Lauren Shockey in the Village Voice gave it a “meh.” Sam Sifton filed a “brief,” as he much prefers reviewing club joints and restaurants that peaked in the 1980s.

The concept, I have to admit, was unwise: French cuisine through a Scottish lens, or something like that, inspired by the fact that the historic Mary was a queen of both France and Scotland.

The original idea has quietly been pushed to the side. Uninspired dishes like pasta carbonara, steak frites, moules frites, and beet salad, no longer appear on the menu. Prices are moderate, with most appetizers below $15 and most entrées below $25. (The most expensive item is a Venison Wellington, $27.)

The décor is East Village chic with a cold splash of Scotland in the form of tartan plaid banquettes. The bar, in the back of the restaurant, is worth exploring. Cocktails are $11–13 a pop, and they transfer the tab to the table. I can vouch for the Respect Your Elders ($12), with Plymouth Gin, Rosemary Syrup, Lemon Juice, Angostura and Lavender Bitters.

There is nothing complicated about Chilled Asparagus ($11; above left) with thyme-parmesan crumbs and hollandaise sauce, but it’s the ideal summer appetizer. Seared Tuna ($20; above right) with haricots verts, a quail egg, and worcestershire-red onion dressing, was quite good, and clearly a step above the less ambitious salads offered on earlier menus.
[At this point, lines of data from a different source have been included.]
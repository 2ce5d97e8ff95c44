use crate::context::SimContext;
use crate::packet::Packet;
use manet_sim_engine::{Poll, Process, SimTime, Spawner};

const LINK_RATE_BYTES_PER_SEC: f64 = 2.0 * 1024.0;
const FORWARD_ENERGY_JOULES: f64 = 0.1;
const NO_ROUTE_YIELD_SECS: f64 = 0.001;

/// Enqueues `packet` at `node_id` and, if no handler is currently
/// draining that node's queue, spawns one.
///
/// Grounded on `protocols.py::BaseRouting.send_packet`'s
/// `packet_handler.processed` check, generalized into an explicit
/// `handler_active` flag since there's no coroutine object to query.
pub fn enqueue(ctx: &SimContext, node_id: usize, packet: Packet, now: SimTime, spawner: &mut Spawner) {
    let needs_handler = {
        let mut nodes = ctx.nodes.borrow_mut();
        nodes[node_id].queue.push_back(packet);
        let already_active = nodes[node_id].handler_active;
        if !already_active {
            nodes[node_id].handler_active = true;
        }
        !already_active
    };

    if needs_handler {
        spawner.spawn_at(
            now,
            Box::new(Handler {
                ctx: ctx.clone(),
                node_id,
            }),
        );
    }
}

/// Drains one node's queue one packet at a time, serializing every
/// forwarding decision at that node. Grounded on
/// `protocols.py::BaseRouting._handle_packets`.
#[derive(Debug)]
struct Handler {
    ctx: SimContext,
    node_id: usize,
}

impl Process for Handler {
    fn advance(&mut self, now: SimTime, spawner: &mut Spawner) -> Poll {
        if self.ctx.stop.is_stopped() {
            self.ctx.nodes.borrow_mut()[self.node_id].handler_active = false;
            return Poll::Done;
        }

        let packet = {
            let mut nodes = self.ctx.nodes.borrow_mut();
            match nodes[self.node_id].queue.pop_front() {
                Some(p) => p,
                None => {
                    nodes[self.node_id].handler_active = false;
                    return Poll::Done;
                }
            }
        };

        if packet.dst == self.node_id {
            let mut packet = packet;
            packet.delivered_at = Some(now);
            let delay = now.as_secs() - packet.created_at.as_secs();
            self.ctx.metrics.borrow_mut().record_delivered(delay);
            return Poll::Continue(now);
        }

        let next_hop = self.next_hop_for(&packet);
        let is_reachable = next_hop
            .map(|h| self.ctx.nodes.borrow()[self.node_id].neighbors.contains(&h))
            .unwrap_or(false);

        match (next_hop, is_reachable) {
            (Some(next_hop), true) => {
                let mut packet = packet;
                packet.hops.push((self.node_id, now));
                packet.last_hop = self.node_id;
                let delay = packet.size_bytes as f64 / LINK_RATE_BYTES_PER_SEC;

                spawner.spawn_after(
                    now,
                    delay,
                    Box::new(ForwardDeliver {
                        ctx: self.ctx.clone(),
                        node_id: self.node_id,
                        next_hop,
                        packet,
                    }),
                );
                Poll::Continue(now + delay)
            }
            _ => {
                self.ctx
                    .routing
                    .borrow_mut()
                    .on_no_route(&self.ctx, self.node_id, packet, now, spawner);
                Poll::Continue(now + NO_ROUTE_YIELD_SECS)
            }
        }
    }
}

impl Handler {
    fn next_hop_for(&self, packet: &Packet) -> Option<usize> {
        if let Some(route) = &packet.source_route {
            let idx = route.iter().position(|&n| n == self.node_id)?;
            route.get(idx + 1).copied()
        } else {
            self.ctx.nodes.borrow()[self.node_id]
                .routing_table
                .get(&packet.dst)
                .copied()
        }
    }
}

/// The in-flight half of a forward: fires once the transmission delay
/// has elapsed, debits the sender's energy, and enqueues at the next
/// hop. Split out of [`Handler`] so the handler itself can resume
/// draining the queue at the same resumed time without re-running the
/// send.
#[derive(Debug)]
struct ForwardDeliver {
    ctx: SimContext,
    node_id: usize,
    next_hop: usize,
    packet: Packet,
}

impl Process for ForwardDeliver {
    fn advance(&mut self, now: SimTime, spawner: &mut Spawner) -> Poll {
        self.ctx.nodes.borrow_mut()[self.node_id].consume_energy(FORWARD_ENERGY_JOULES);
        enqueue(&self.ctx, self.next_hop, self.packet.clone(), now, spawner);
        Poll::Done
    }
}
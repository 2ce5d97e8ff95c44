use super::distance_vector::DvTable;
use crate::node::Node;
use std::collections::HashSet;

/// Simplified proactive link-state. §9 of the design notes this imitates
/// treats OLSR as "effectively DSDV with a vestigial MPR set": route
/// maintenance reuses [`DvTable`] wholesale, and MPR selection is kept
/// only as a periodically-refreshed bookkeeping set rather than an
/// input to the forwarding decision - there is no MPR-filtered flood in
/// this core (a recognized refinement the spec leaves open).
///
/// Grounded on `protocols.py::OLSR._mpr_selection`.
#[derive(Debug)]
pub struct Olsr {
    table: DvTable,
    mpr_selectors: Vec<HashSet<usize>>,
    overhead: u64,
}

pub const NEIGHBOR_REFRESH_INTERVAL_SECS: f64 = 1.0;
pub const MPR_SELECT_INTERVAL_SECS: f64 = 10.0;
/// The underlying distance-vector table propagates on the same cadence
/// DSDV uses; the spec fixes a cadence for neighbor refresh and MPR
/// selection but is silent on this one, so it's carried over from DSDV
/// per the "same distance-vector mechanics" note.
pub const ADVERTISE_INTERVAL_SECS: f64 = 5.0;

impl Olsr {
    pub fn new(num_nodes: usize) -> Olsr {
        Olsr {
            table: DvTable::new(num_nodes),
            mpr_selectors: vec![HashSet::new(); num_nodes],
            overhead: 0,
        }
    }

    pub fn periodic_advertise(&mut self, nodes: &mut [Node]) {
        self.overhead += self.table.advertise(nodes);
        self.table.sync_into(nodes);
    }

    /// Degenerate MPR selection: every current neighbor is an MPR.
    pub fn select_mprs(&mut self, nodes: &[Node]) {
        for node in nodes {
            self.mpr_selectors[node.id] = node.neighbors.iter().copied().collect();
        }
    }

    pub fn mprs_of(&self, node_id: usize) -> &HashSet<usize> {
        &self.mpr_selectors[node_id]
    }

    pub fn overhead(&self) -> u64 {
        self.overhead
    }
}

#[cfg(test)]
mod tests {
    use super::*;
    use crate::node::NodeBuilder;
    use rand::SeedableRng;
    use rand::rngs::StdRng;

    #[test]
    fn mpr_set_is_every_current_neighbor() {
        let mut rng = StdRng::seed_from_u64(0);
        let mut nodes = vec![
            NodeBuilder::new(0).build(&mut rng),
            NodeBuilder::new(1).build(&mut rng),
            NodeBuilder::new(2).build(&mut rng),
        ];
        nodes[0].neighbors = vec![1, 2];

        let mut olsr = Olsr::new(3);
        olsr.select_mprs(&nodes);

        assert_eq!(olsr.mprs_of(0).len(), 2);
        assert!(olsr.mprs_of(0).contains(&1));
        assert!(olsr.mprs_of(0).contains(&2));
    }
}
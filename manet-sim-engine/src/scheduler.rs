use crate::error::SimError;
use crate::process::{Poll, Process, Spawner};
use crate::time::SimTime;
use std::cmp::Ordering;
use std::collections::BinaryHeap;

/// One entry in the event heap: a process frozen at a wake-up time.
///
/// `seq` breaks ties between events scheduled at the same time in FIFO
/// insertion order, per the ordering guarantee in the concurrency model
/// ("events at equal times execute in insertion order").
#[derive(Debug)]
struct ScheduledEvent {
    time: SimTime,
    seq: u64,
    process: Box<dyn Process>,
}

impl ScheduledEvent {
    fn key(&self) -> (SimTime, u64) {
        (self.time, self.seq)
    }
}

// `BinaryHeap` is a max-heap; flip the comparison so the earliest (time,
// seq) pair sorts highest and comes out of `pop()` first.
impl Ord for ScheduledEvent {
    fn cmp(&self, other: &Self) -> Ordering {
        other.key().cmp(&self.key())
    }
}

impl PartialOrd for ScheduledEvent {
    fn partial_cmp(&self, other: &Self) -> Option<Ordering> {
        Some(self.cmp(other))
    }
}

impl PartialEq for ScheduledEvent {
    fn eq(&self, other: &Self) -> bool {
        self.key() == other.key()
    }
}

impl Eq for ScheduledEvent {}

/// The single-threaded cooperative discrete-event scheduler.
///
/// There is exactly one virtual clock, advanced only by [`Scheduler::step`].
/// Processes are resumable state machines (see [`Process`]); the scheduler
/// itself knows nothing about what a process represents, mirroring the
/// teacher's separation between `rustasim-engine` (scheduling) and
/// `rustasim-models` (the domain).
#[derive(Debug, Default)]
pub struct Scheduler {
    now: SimTime,
    next_seq: u64,
    queue: BinaryHeap<ScheduledEvent>,
}

impl Scheduler {
    /// Builds an empty scheduler at `t = 0`.
    pub fn new() -> Scheduler {
        Scheduler {
            now: SimTime::ZERO,
            next_seq: 0,
            queue: BinaryHeap::new(),
        }
    }

    /// The current virtual time.
    pub fn now(&self) -> SimTime {
        self.now
    }

    /// Registers `process` to begin running at `time`.
    ///
    /// `time` may be in the past relative to `now()` only at setup, before
    /// the first `step()`; once the clock has advanced this would violate
    /// the monotonic-time guarantee, so callers should prefer
    /// [`Spawner::spawn_at`]/`spawn_after` from inside `advance` for
    /// anything scheduled mid-run.
    pub fn spawn_at(&mut self, time: SimTime, process: Box<dyn Process>) {
        let seq = self.next_seq;
        self.next_seq += 1;
        self.queue.push(ScheduledEvent { time, seq, process });
    }

    /// Registers `process` to begin running immediately (at `now()`).
    pub fn spawn(&mut self, process: Box<dyn Process>) {
        let now = self.now;
        self.spawn_at(now, process);
    }

    /// The time of the next pending event, without executing it.
    pub fn peek(&self) -> Result<SimTime, SimError> {
        self.queue
            .peek()
            .map(|scheduled| scheduled.time)
            .ok_or(SimError::NoEvents)
    }

    /// Whether any event remains pending.
    pub fn is_empty(&self) -> bool {
        self.queue.is_empty()
    }

    /// Advances the clock to the earliest pending event and executes it.
    ///
    /// Fails with [`SimError::NoEvents`] if the queue is empty; this is the
    /// expected, clean end-of-simulation signal, not a bug.
    pub fn step(&mut self) -> Result<(), SimError> {
        let mut scheduled = self.queue.pop().ok_or(SimError::NoEvents)?;
        self.now = scheduled.time;

        let mut spawner = Spawner::new();
        let poll = scheduled.process.advance(self.now, &mut spawner);

        for (time, process) in spawner.pending {
            self.spawn_at(time, process);
        }

        match poll {
            Poll::Continue(time) => {
                debug_assert!(
                    time >= self.now,
                    "a process may not reschedule itself in the past"
                );
                self.spawn_at(time, scheduled.process);
            }
            Poll::Done => {}
        }

        Ok(())
    }
}

#[cfg(test)]
mod tests {
    use super::*;
    use std::cell::RefCell;
    use std::rc::Rc;

    #[derive(Debug)]
    struct Recorder {
        tag: &'static str,
        fires: Rc<RefCell<Vec<&'static str>>>,
        remaining: u32,
        period: f64,
    }

    impl Process for Recorder {
        fn advance(&mut self, now: SimTime, _spawner: &mut Spawner) -> Poll {
            self.fires.borrow_mut().push(self.tag);
            self.remaining -= 1;
            if self.remaining == 0 {
                Poll::Done
            } else {
                Poll::Continue(now + self.period)
            }
        }
    }

    #[test]
    fn steps_in_time_order() {
        let fires = Rc::new(RefCell::new(Vec::new()));
        let mut sched = Scheduler::new();
        sched.spawn_at(
            SimTime::from_secs(2.0),
            Box::new(Recorder {
                tag: "late",
                fires: fires.clone(),
                remaining: 1,
                period: 1.0,
            }),
        );
        sched.spawn_at(
            SimTime::from_secs(1.0),
            Box::new(Recorder {
                tag: "early",
                fires: fires.clone(),
                remaining: 1,
                period: 1.0,
            }),
        );

        sched.step().unwrap();
        sched.step().unwrap();

        assert_eq!(*fires.borrow(), vec!["early", "late"]);
    }

    #[test]
    fn ties_break_fifo() {
        let fires = Rc::new(RefCell::new(Vec::new()));
        let mut sched = Scheduler::new();
        sched.spawn_at(
            SimTime::ZERO,
            Box::new(Recorder {
                tag: "first",
                fires: fires.clone(),
                remaining: 1,
                period: 1.0,
            }),
        );
        sched.spawn_at(
            SimTime::ZERO,
            Box::new(Recorder {
                tag: "second",
                fires: fires.clone(),
                remaining: 1,
                period: 1.0,
            }),
        );

        sched.step().unwrap();
        sched.step().unwrap();

        assert_eq!(*fires.borrow(), vec!["first", "second"]);
    }

    #[test]
    fn reschedules_continue_and_drops_done() {
        let fires = Rc::new(RefCell::new(Vec::new()));
        let mut sched = Scheduler::new();
        sched.spawn(Box::new(Recorder {
            tag: "loop",
            fires: fires.clone(),
            remaining: 3,
            period: 0.5,
        }));

        while sched.step().is_ok() {}

        assert_eq!(*fires.borrow(), vec!["loop", "loop", "loop"]);
        assert_eq!(sched.now(), SimTime::from_secs(1.0));
    }

    #[test]
    fn step_on_empty_queue_is_no_events() {
        let mut sched = Scheduler::new();
        assert!(matches!(sched.step(), Err(SimError::NoEvents)));
        assert!(matches!(sched.peek(), Err(SimError::NoEvents)));
    }

    #[derive(Debug)]
    struct Spawns {
        done: bool,
    }

    impl Process for Spawns {
        fn advance(&mut self, now: SimTime, spawner: &mut Spawner) -> Poll {
            if !self.done {
                self.done = true;
                spawner.spawn_after(now, 0.25, Box::new(Leaf));
                Poll::Continue(now + 1.0)
            } else {
                Poll::Done
            }
        }
    }

    #[derive(Debug)]
    struct Leaf;

    impl Process for Leaf {
        fn advance(&mut self, _now: SimTime, _spawner: &mut Spawner) -> Poll {
            Poll::Done
        }
    }

    #[test]
    fn processes_can_spawn_other_processes() {
        let mut sched = Scheduler::new();
        sched.spawn(Box::new(Spawns { done: false }));

        // first step runs Spawns, which enqueues Leaf at t=0.25
        sched.step().unwrap();
        assert_eq!(sched.peek().unwrap(), SimTime::from_secs(0.25));

        // second step runs the spawned Leaf
        sched.step().unwrap();
        assert_eq!(sched.now(), SimTime::from_secs(0.25));

        // third step runs Spawns again, now at t=1.0, and it's Done
        sched.step().unwrap();
        assert_eq!(sched.now(), SimTime::from_secs(1.0));
        assert!(sched.is_empty());
    }
}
Roast Lamb Sirloin ($26; above left) with heirloom carrot salad, coconut yoghurt, and mint jelly, was less impressive. There wasn’t much of the lamb, and although tender, it was a shade over-cooked. We don’t usually order a side dish, but when we saw the Chips & Curry Sauce come out of the kitchen ($5; above right), we had to have some. Crisp and tangy, they’re a treat.

The wine list of about 30 bottles is a shade more expensive than it ought to be, in relation to the food. It could use a few more options under $50. The 2008 Francoise & Denis Clair Cote-de-Beaune, decent but not spectacular, was priced at $48, or about 228 percent of retail, which is a bit dear. There is, as you’d expect, an abundant selection of whiskies, though we didn’t have any.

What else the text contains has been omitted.